WORKING DATA:
──────────
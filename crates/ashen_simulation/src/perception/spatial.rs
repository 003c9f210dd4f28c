//! Spatial queries: line of sight + swept circle casts.
//!
//! The simulation never talks to a physics engine directly. Everything it
//! asks about the static world goes through `SpatialQuery`; the engine
//! installs its own implementation in the `Spatial` resource, headless runs
//! use the built-in `ObstacleMap`.

use bevy::prelude::*;

/// Directions shorter than this are treated as "no direction".
const DIRECTION_EPSILON: f32 = 1e-6;

/// First obstacle touched by a swept circle.
#[derive(Debug, Clone, Copy, PartialEq)]
pub struct CastHit {
    /// Travelled distance before contact
    pub distance: f32,
    /// Circle centre at the moment of contact
    pub centroid: Vec2,
}

pub trait SpatialQuery: Send + Sync {
    /// Is the straight segment `from → to` blocked by anything on `mask`?
    fn segment_blocked(&self, from: Vec2, to: Vec2, mask: u32) -> bool;

    /// Sweep a circle of `radius` from `origin` along `direction` (unit) for
    /// up to `distance`; returns the first contact with `mask`.
    fn circle_cast(
        &self,
        origin: Vec2,
        radius: f32,
        direction: Vec2,
        distance: f32,
        mask: u32,
    ) -> Option<CastHit>;
}

#[derive(Debug, Clone, Copy, PartialEq)]
pub enum ObstacleShape {
    Circle { center: Vec2, radius: f32 },
    /// Axis-aligned box
    Rect { min: Vec2, max: Vec2 },
}

#[derive(Debug, Clone, Copy, PartialEq)]
pub struct Obstacle {
    pub shape: ObstacleShape,
    pub layers: u32,
}

/// Static obstacle set (headless stand-in for the engine's physics scene).
#[derive(Debug, Clone, Default)]
pub struct ObstacleMap {
    obstacles: Vec<Obstacle>,
}

impl ObstacleMap {
    pub fn new() -> Self {
        Self::default()
    }

    pub fn with_circle(mut self, center: Vec2, radius: f32, layers: u32) -> Self {
        self.add(Obstacle {
            shape: ObstacleShape::Circle {
                center,
                radius: radius.max(0.0),
            },
            layers,
        });
        self
    }

    pub fn with_rect(mut self, a: Vec2, b: Vec2, layers: u32) -> Self {
        self.add(Obstacle {
            shape: ObstacleShape::Rect {
                min: a.min(b),
                max: a.max(b),
            },
            layers,
        });
        self
    }

    pub fn add(&mut self, obstacle: Obstacle) {
        self.obstacles.push(obstacle);
    }

    pub fn len(&self) -> usize {
        self.obstacles.len()
    }

    pub fn is_empty(&self) -> bool {
        self.obstacles.is_empty()
    }

    fn matching(&self, mask: u32) -> impl Iterator<Item = &Obstacle> {
        self.obstacles.iter().filter(move |o| o.layers & mask != 0)
    }
}

impl SpatialQuery for ObstacleMap {
    fn segment_blocked(&self, from: Vec2, to: Vec2, mask: u32) -> bool {
        self.matching(mask).any(|obstacle| match obstacle.shape {
            ObstacleShape::Circle { center, radius } => {
                closest_point_on_segment(from, to, center).distance_squared(center) < radius * radius
            }
            ObstacleShape::Rect { min, max } => segment_hits_rect(from, to, min, max),
        })
    }

    fn circle_cast(
        &self,
        origin: Vec2,
        radius: f32,
        direction: Vec2,
        distance: f32,
        mask: u32,
    ) -> Option<CastHit> {
        if direction.length_squared() < DIRECTION_EPSILON || distance < 0.0 {
            return None;
        }
        let dir = direction.normalize();
        let radius = radius.max(0.0);

        // Minkowski sum: sweep a point against obstacles inflated by `radius`.
        let nearest = self
            .matching(mask)
            .filter_map(|obstacle| match obstacle.shape {
                ObstacleShape::Circle { center, radius: r } => {
                    ray_circle(origin, dir, center, r + radius)
                }
                ObstacleShape::Rect { min, max } => {
                    ray_rect(origin, dir, min - Vec2::splat(radius), max + Vec2::splat(radius))
                }
            })
            .filter(|t| *t <= distance)
            .fold(None, |best: Option<f32>, t| Some(best.map_or(t, |b| b.min(t))))?;

        Some(CastHit {
            distance: nearest,
            centroid: origin + dir * nearest,
        })
    }
}

/// Engine-facing handle to whatever answers spatial queries.
#[derive(Resource)]
pub struct Spatial(pub Box<dyn SpatialQuery>);

impl Spatial {
    pub fn new(query: impl SpatialQuery + 'static) -> Self {
        Self(Box::new(query))
    }

    pub fn query(&self) -> &dyn SpatialQuery {
        self.0.as_ref()
    }
}

impl Default for Spatial {
    fn default() -> Self {
        Self::new(ObstacleMap::new())
    }
}

// ============================================================================
// Geometry helpers
// ============================================================================

fn closest_point_on_segment(a: Vec2, b: Vec2, p: Vec2) -> Vec2 {
    let ab = b - a;
    let len_sq = ab.length_squared();
    if len_sq < DIRECTION_EPSILON {
        return a;
    }
    let t = ((p - a).dot(ab) / len_sq).clamp(0.0, 1.0);
    a + ab * t
}

/// Slab test over t ∈ [0, 1].
fn segment_hits_rect(from: Vec2, to: Vec2, min: Vec2, max: Vec2) -> bool {
    let delta = to - from;
    let mut t_enter = 0.0f32;
    let mut t_exit = 1.0f32;

    for axis in 0..2 {
        let (origin, d, lo, hi) = (from[axis], delta[axis], min[axis], max[axis]);
        if d.abs() < DIRECTION_EPSILON {
            if origin < lo || origin > hi {
                return false;
            }
            continue;
        }
        let (mut t0, mut t1) = ((lo - origin) / d, (hi - origin) / d);
        if t0 > t1 {
            std::mem::swap(&mut t0, &mut t1);
        }
        t_enter = t_enter.max(t0);
        t_exit = t_exit.min(t1);
        if t_enter > t_exit {
            return false;
        }
    }
    true
}

/// Distance along the unit ray to the circle, 0 if the origin is already inside.
fn ray_circle(origin: Vec2, dir: Vec2, center: Vec2, radius: f32) -> Option<f32> {
    let to_origin = origin - center;
    let c = to_origin.length_squared() - radius * radius;
    if c <= 0.0 {
        return Some(0.0);
    }
    let b = to_origin.dot(dir);
    if b > 0.0 {
        return None;
    }
    let discriminant = b * b - c;
    if discriminant < 0.0 {
        return None;
    }
    Some(-b - discriminant.sqrt())
}

fn ray_rect(origin: Vec2, dir: Vec2, min: Vec2, max: Vec2) -> Option<f32> {
    let mut t_enter = 0.0f32;
    let mut t_exit = f32::INFINITY;

    for axis in 0..2 {
        let (o, d, lo, hi) = (origin[axis], dir[axis], min[axis], max[axis]);
        if d.abs() < DIRECTION_EPSILON {
            if o < lo || o > hi {
                return None;
            }
            continue;
        }
        let (mut t0, mut t1) = ((lo - o) / d, (hi - o) / d);
        if t0 > t1 {
            std::mem::swap(&mut t0, &mut t1);
        }
        t_enter = t_enter.max(t0);
        t_exit = t_exit.min(t1);
        if t_enter > t_exit {
            return None;
        }
    }
    Some(t_enter)
}
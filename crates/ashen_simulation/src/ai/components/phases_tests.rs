//! Tests for phase tracking, hazard timing and cooldown gates.

#[cfg(test)]
mod tests {
    use super::super::*;
    use crate::action::ActionKind;
    use crate::config::BossConfig;

    #[test]
    fn test_phase2_fires_once() {
        let mut tracker = BossPhaseTracker::new();

        assert!(tracker.evaluate(0.8).is_empty());
        assert_eq!(tracker.evaluate(0.5), vec![BossPhase::Phase2]);
        assert!(tracker.evaluate(0.45).is_empty());
        assert!(tracker.evaluate(0.3).is_empty());
        assert_eq!(tracker.phase, BossPhase::Phase2);
    }

    #[test]
    fn test_both_phases_on_one_tick() {
        let mut tracker = BossPhaseTracker::new();

        assert_eq!(tracker.evaluate(0.2), vec![BossPhase::Phase2, BossPhase::Phase3]);
        assert_eq!(tracker.phase, BossPhase::Phase3);
        assert!(tracker.evaluate(0.0).is_empty());
    }

    #[test]
    fn test_phase_never_goes_back() {
        let mut tracker = BossPhaseTracker::new();
        tracker.evaluate(0.1);

        // Healing above the thresholds does not undo anything
        assert!(tracker.evaluate(1.0).is_empty());
        assert_eq!(tracker.phase, BossPhase::Phase3);
    }

    #[test]
    fn test_hazard_loop_waits_delay_plus_interval() {
        let mut hazard = HazardLoop::new(1.0, 8.0);

        let mut elapsed = 0.0;
        let mut fired_at = Vec::new();
        for _ in 0..1000 {
            elapsed += 0.02;
            if hazard.tick(0.02) {
                fired_at.push(elapsed);
            }
        }

        assert_eq!(fired_at.len(), 2);
        assert!((fired_at[0] - 9.0_f32).abs() < 0.05, "first at {}", fired_at[0]);
        assert!((fired_at[1] - 17.0_f32).abs() < 0.05, "second at {}", fired_at[1]);
    }

    #[test]
    fn test_cooldown_ready_at_exact_boundary() {
        let mut cooldowns = Cooldowns::new().with(ActionKind::Combo, 3.0);
        assert!(cooldowns.is_ready(ActionKind::Combo, 0.0));

        cooldowns.mark_used(ActionKind::Combo, 2.0);
        assert!(!cooldowns.is_ready(ActionKind::Combo, 4.99));
        assert!(cooldowns.is_ready(ActionKind::Combo, 5.0));
        assert_eq!(cooldowns.remaining(ActionKind::Combo, 4.0), 1.0);

        // No entry → no gate
        assert!(cooldowns.is_ready(ActionKind::Spin, 0.0));
    }

    #[test]
    fn test_boss_attacks_ready_regardless_of_spawn_time() {
        let mut brain = BossBrain::new(&BossConfig::default());

        for now in [0.0, 0.5, 20.0] {
            assert!(brain.cooldowns.is_ready(ActionKind::Dash, now), "dash at t={now}");
            assert!(brain.cooldowns.is_ready(ActionKind::Combo, now));
        }

        // Gate only starts counting once the dash is used
        brain.cooldowns.mark_used(ActionKind::Dash, 20.0);
        assert!(!brain.cooldowns.is_ready(ActionKind::Dash, 29.9));
        assert!(brain.cooldowns.is_ready(ActionKind::Dash, 30.0));
    }
}
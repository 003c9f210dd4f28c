//! Boss aggro gate: acquire inside `aggro_range`, drop beyond `disengage_range`.

use bevy::prelude::*;

/// Minimum width of the hysteresis band.
const MIN_BAND: f32 = 0.01;

#[derive(Debug, Clone, Copy, PartialEq, Eq)]
pub enum AggroChange {
    Acquired,
    Dropped,
}

#[derive(Component, Debug, Clone, PartialEq, Reflect)]
#[reflect(Component)]
pub struct AggroGate {
    aggro_range: f32,
    disengage_range: f32,
    targeting: bool,
}

impl AggroGate {
    /// `disengage_range` is pushed above `aggro_range` if misconfigured.
    pub fn new(aggro_range: f32, disengage_range: f32) -> Self {
        let aggro_range = aggro_range.max(0.0);
        Self {
            aggro_range,
            disengage_range: disengage_range.max(aggro_range + MIN_BAND),
            targeting: false,
        }
    }

    pub fn aggro_range(&self) -> f32 {
        self.aggro_range
    }

    pub fn disengage_range(&self) -> f32 {
        self.disengage_range
    }

    pub fn is_targeting(&self) -> bool {
        self.targeting
    }

    /// Returns the transition, if any, caused by this distance sample.
    pub fn update(&mut self, distance: f32) -> Option<AggroChange> {
        if !self.targeting && distance <= self.aggro_range {
            self.targeting = true;
            return Some(AggroChange::Acquired);
        }
        if self.targeting && distance >= self.disengage_range {
            self.targeting = false;
            return Some(AggroChange::Dropped);
        }
        None
    }

    /// Target vanished (player despawned): drop aggro.
    pub fn release(&mut self) -> Option<AggroChange> {
        if self.targeting {
            self.targeting = false;
            Some(AggroChange::Dropped)
        } else {
            None
        }
    }
}
//! Combat: health, damage, stun, death
//!
//! Hit surfaces produce `HitLanded` (engine callbacks or the headless
//! overlap pass); the systems here turn them into health changes and apply
//! the consequences. Four actor kinds share one `Damageable` contract and
//! differ only in tuning:
//!
//! - Player: control lock + i-frames after every hit
//! - Enemy: stunned by every hit, drops loot
//! - Boss: stunned only by heavy hits, announces its defeat
//! - ShadowClone: never stunned, just vanishes
//!
//! Порядок выполнения (FixedUpdate):
//! 1. Hits: apply_hits / apply_stun_requests (per kind)
//! 2. Status: stun, i-frames, hit flash timers
//! 3. Cleanup: death linger → follow-up → despawn

use bevy::prelude::*;

pub mod damage;
pub mod death;
pub mod events;
pub mod health;
pub mod status;
pub mod vitals;


pub use damage::{
    apply_hits, apply_stun_requests, cancel_control, stun_actor, ActorDied, DamageDealt, Dead, HitLanded,
    StunRequest,
};
pub use death::{tick_death_lingers, DeathLinger};
pub use events::{BossDefeated, CombatCue, CueKind, PlayerDefeated, SpawnKind, SpawnRequest};
pub use health::{knockback_impulse, scaled_damage, Damageable, DeathFollowUp, Health, HitProfile, HitReport};
pub use status::{tick_hit_flashes, tick_invulnerability, tick_stuns, HitFlash, Invulnerability, Stun};
pub use vitals::{BossVitals, CloneVitals, EnemyVitals, PlayerVitals};

use crate::SimulationSet;

pub struct CombatPlugin;

impl Plugin for CombatPlugin {
    fn build(&self, app: &mut App) {
        app.add_event::<HitLanded>()
            .add_event::<StunRequest>()
            .add_event::<DamageDealt>()
            .add_event::<ActorDied>()
            .add_event::<SpawnRequest>()
            .add_event::<CombatCue>()
            .add_event::<BossDefeated>()
            .add_event::<PlayerDefeated>();

        app.add_systems(
            FixedUpdate,
            (
                apply_hits::<PlayerVitals>,
                apply_hits::<EnemyVitals>,
                apply_hits::<BossVitals>,
                apply_hits::<CloneVitals>,
                apply_stun_requests::<PlayerVitals>,
                apply_stun_requests::<EnemyVitals>,
                apply_stun_requests::<BossVitals>,
                apply_stun_requests::<CloneVitals>,
            )
                .chain()
                .in_set(SimulationSet::Hits),
        );

        app.add_systems(
            FixedUpdate,
            (tick_stuns, tick_invulnerability, tick_hit_flashes)
                .chain()
                .in_set(SimulationSet::Status),
        );

        app.add_systems(FixedUpdate, tick_death_lingers.in_set(SimulationSet::Cleanup));
    }
}
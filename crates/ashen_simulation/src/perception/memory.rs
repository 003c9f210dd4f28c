//! ThreatMemory: "last known position" memory for basic enemies.
//!
//! Sight refreshes the memory and doubles the detection range; losing sight
//! lets the alert timer run down, after which the range snaps back to base.

use bevy::prelude::*;

use super::spatial::SpatialQuery;

/// Result of one perception pass.
#[derive(Debug, Clone, Copy, PartialEq)]
pub struct Perception {
    pub can_see: bool,
    pub distance: f32,
}

#[derive(Component, Debug, Clone, PartialEq, Reflect)]
#[reflect(Component)]
pub struct ThreatMemory {
    pub last_seen_position: Option<Vec2>,
    /// Seconds of memory left (≥ 0)
    pub alert_timer: f32,
    pub base_detection_range: f32,
    pub detection_range: f32,
    /// Fresh alert timer value on every sighting
    pub alert_duration: f32,
    /// Result of the latest `evaluate`
    pub can_see: bool,
}

impl ThreatMemory {
    pub fn new(detection_range: f32, alert_duration: f32) -> Self {
        let range = detection_range.max(0.0);
        Self {
            last_seen_position: None,
            alert_timer: 0.0,
            base_detection_range: range,
            detection_range: range,
            alert_duration: alert_duration.max(0.0),
            can_see: false,
        }
    }

    /// Seeing the target right now, or still remembering it.
    pub fn is_aware(&self) -> bool {
        self.can_see || self.alert_timer > 0.0
    }

    /// Remembered position while the memory is still warm.
    pub fn pursuit_target(&self) -> Option<Vec2> {
        if self.alert_timer > 0.0 {
            self.last_seen_position
        } else {
            None
        }
    }

    pub fn evaluate(
        &mut self,
        self_pos: Vec2,
        target_pos: Vec2,
        spatial: &dyn SpatialQuery,
        obstacle_mask: u32,
        dt: f32,
    ) -> Perception {
        let distance = self_pos.distance(target_pos);
        let can_see =
            distance < self.detection_range && !spatial.segment_blocked(self_pos, target_pos, obstacle_mask);

        if can_see {
            self.remember(target_pos);
        } else {
            self.decay(dt);
        }
        self.can_see = can_see;

        Perception { can_see, distance }
    }

    /// No target this tick (player gone): memory only decays.
    pub fn forget_tick(&mut self, dt: f32) {
        self.can_see = false;
        self.decay(dt);
    }

    fn remember(&mut self, target_pos: Vec2) {
        self.last_seen_position = Some(target_pos);
        self.alert_timer = self.alert_duration;
        self.detection_range = self.base_detection_range * 2.0;
    }

    fn decay(&mut self, dt: f32) {
        if self.alert_timer > 0.0 {
            self.alert_timer = (self.alert_timer - dt.max(0.0)).max(0.0);
        }
        if self.alert_timer <= 0.0 {
            self.alert_timer = 0.0;
            self.detection_range = self.base_detection_range;
        }
    }
}
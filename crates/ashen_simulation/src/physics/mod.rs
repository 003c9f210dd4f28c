//! Headless physics
//!
//! Stand-ins for the engine primitives the combat core relies on: body
//! integration, player movement input and weapon trigger contacts. A game
//! build skips this plugin and feeds positions and `HitLanded` itself.

use bevy::prelude::*;

pub mod contacts;
pub mod movement;

#[cfg(test)]
mod physics_tests;

// Re-export основных типов
pub use contacts::{detect_weapon_hits, weapon_overlaps};
pub use movement::{apply_movement_input, integrate_bodies, MovementInput};

use crate::SimulationSet;

pub struct HeadlessPhysicsPlugin;

impl Plugin for HeadlessPhysicsPlugin {
    fn build(&self, app: &mut App) {
        app.add_systems(
            FixedUpdate,
            (apply_movement_input, integrate_bodies, detect_weapon_hits)
                .chain()
                .in_set(SimulationSet::Physics),
        );
    }
}
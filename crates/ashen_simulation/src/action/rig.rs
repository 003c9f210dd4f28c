//! Borrowed view of the parts of an actor an action may touch, plus the
//! per-tick context (target, spatial queries, outgoing events).

use bevy::prelude::*;

use crate::combat::{CueKind, SpawnKind};
use crate::components::{Body, Tint, Weapon};
use crate::perception::SpatialQuery;

use super::ActionKind;

pub struct ActorRig<'a> {
    pub body: &'a mut Body,
    pub weapon: Option<&'a mut Weapon>,
    pub tint: &'a mut Tint,
}

impl<'a> ActorRig<'a> {
    pub fn new(body: &'a mut Body, weapon: Option<&'a mut Weapon>, tint: &'a mut Tint) -> Self {
        Self { body, weapon, tint }
    }

    pub fn set_hit_surface(&mut self, enabled: bool) {
        if let Some(weapon) = self.weapon.as_deref_mut() {
            weapon.set_enabled(enabled);
        }
    }

    pub fn pivot(&self) -> f32 {
        self.weapon.as_deref().map_or(0.0, |weapon| weapon.pivot_degrees)
    }

    pub fn set_pivot(&mut self, degrees: f32) {
        if let Some(weapon) = self.weapon.as_deref_mut() {
            weapon.pivot_degrees = degrees;
        }
    }

    /// Steering velocity along facing.
    pub fn launch(&mut self, speed: f32) {
        self.body.velocity = self.body.facing * speed.max(0.0);
    }

    pub fn stop(&mut self) {
        self.body.stop();
    }

    /// Full cleanup: no movement, surface off, pivot home, baseline tint.
    pub fn reset(&mut self) {
        self.stop();
        self.set_hit_surface(false);
        self.set_pivot(0.0);
        self.tint.restore();
    }
}

/// Side effects an action wants the ECS layer to publish.
#[derive(Debug, Clone, Copy, PartialEq)]
pub enum ActionEvent {
    Spawn {
        kind: SpawnKind,
        position: Vec2,
        lifetime: Option<f32>,
    },
    Cue(CueKind),
    Finished(ActionKind),
}

pub struct ActionContext<'a> {
    /// Current target position (the player), if any
    pub target: Option<Vec2>,
    pub spatial: &'a dyn SpatialQuery,
    pub events: Vec<ActionEvent>,
}

impl<'a> ActionContext<'a> {
    pub fn new(target: Option<Vec2>, spatial: &'a dyn SpatialQuery) -> Self {
        Self {
            target,
            spatial,
            events: Vec::new(),
        }
    }

    pub fn spawn(&mut self, kind: SpawnKind, position: Vec2, lifetime: Option<f32>) {
        self.events.push(ActionEvent::Spawn {
            kind,
            position,
            lifetime,
        });
    }

    pub fn cue(&mut self, cue: CueKind) {
        self.events.push(ActionEvent::Cue(cue));
    }
}
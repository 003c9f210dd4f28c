//! AI systems (decision + escalation)

pub mod boss;
pub mod clone;
pub mod enemy;
pub mod escalation;
pub mod shockwave;

// Re-export all systems
pub use boss::*;
pub use clone::*;
pub use enemy::*;
pub use escalation::*;
pub use shockwave::*;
──────────
ABOUT THIS TASK: The count of lines in the records above holding the word "StunRequest" should be reported as a number, with nothing added.

EXERCISE SOLUTION: 2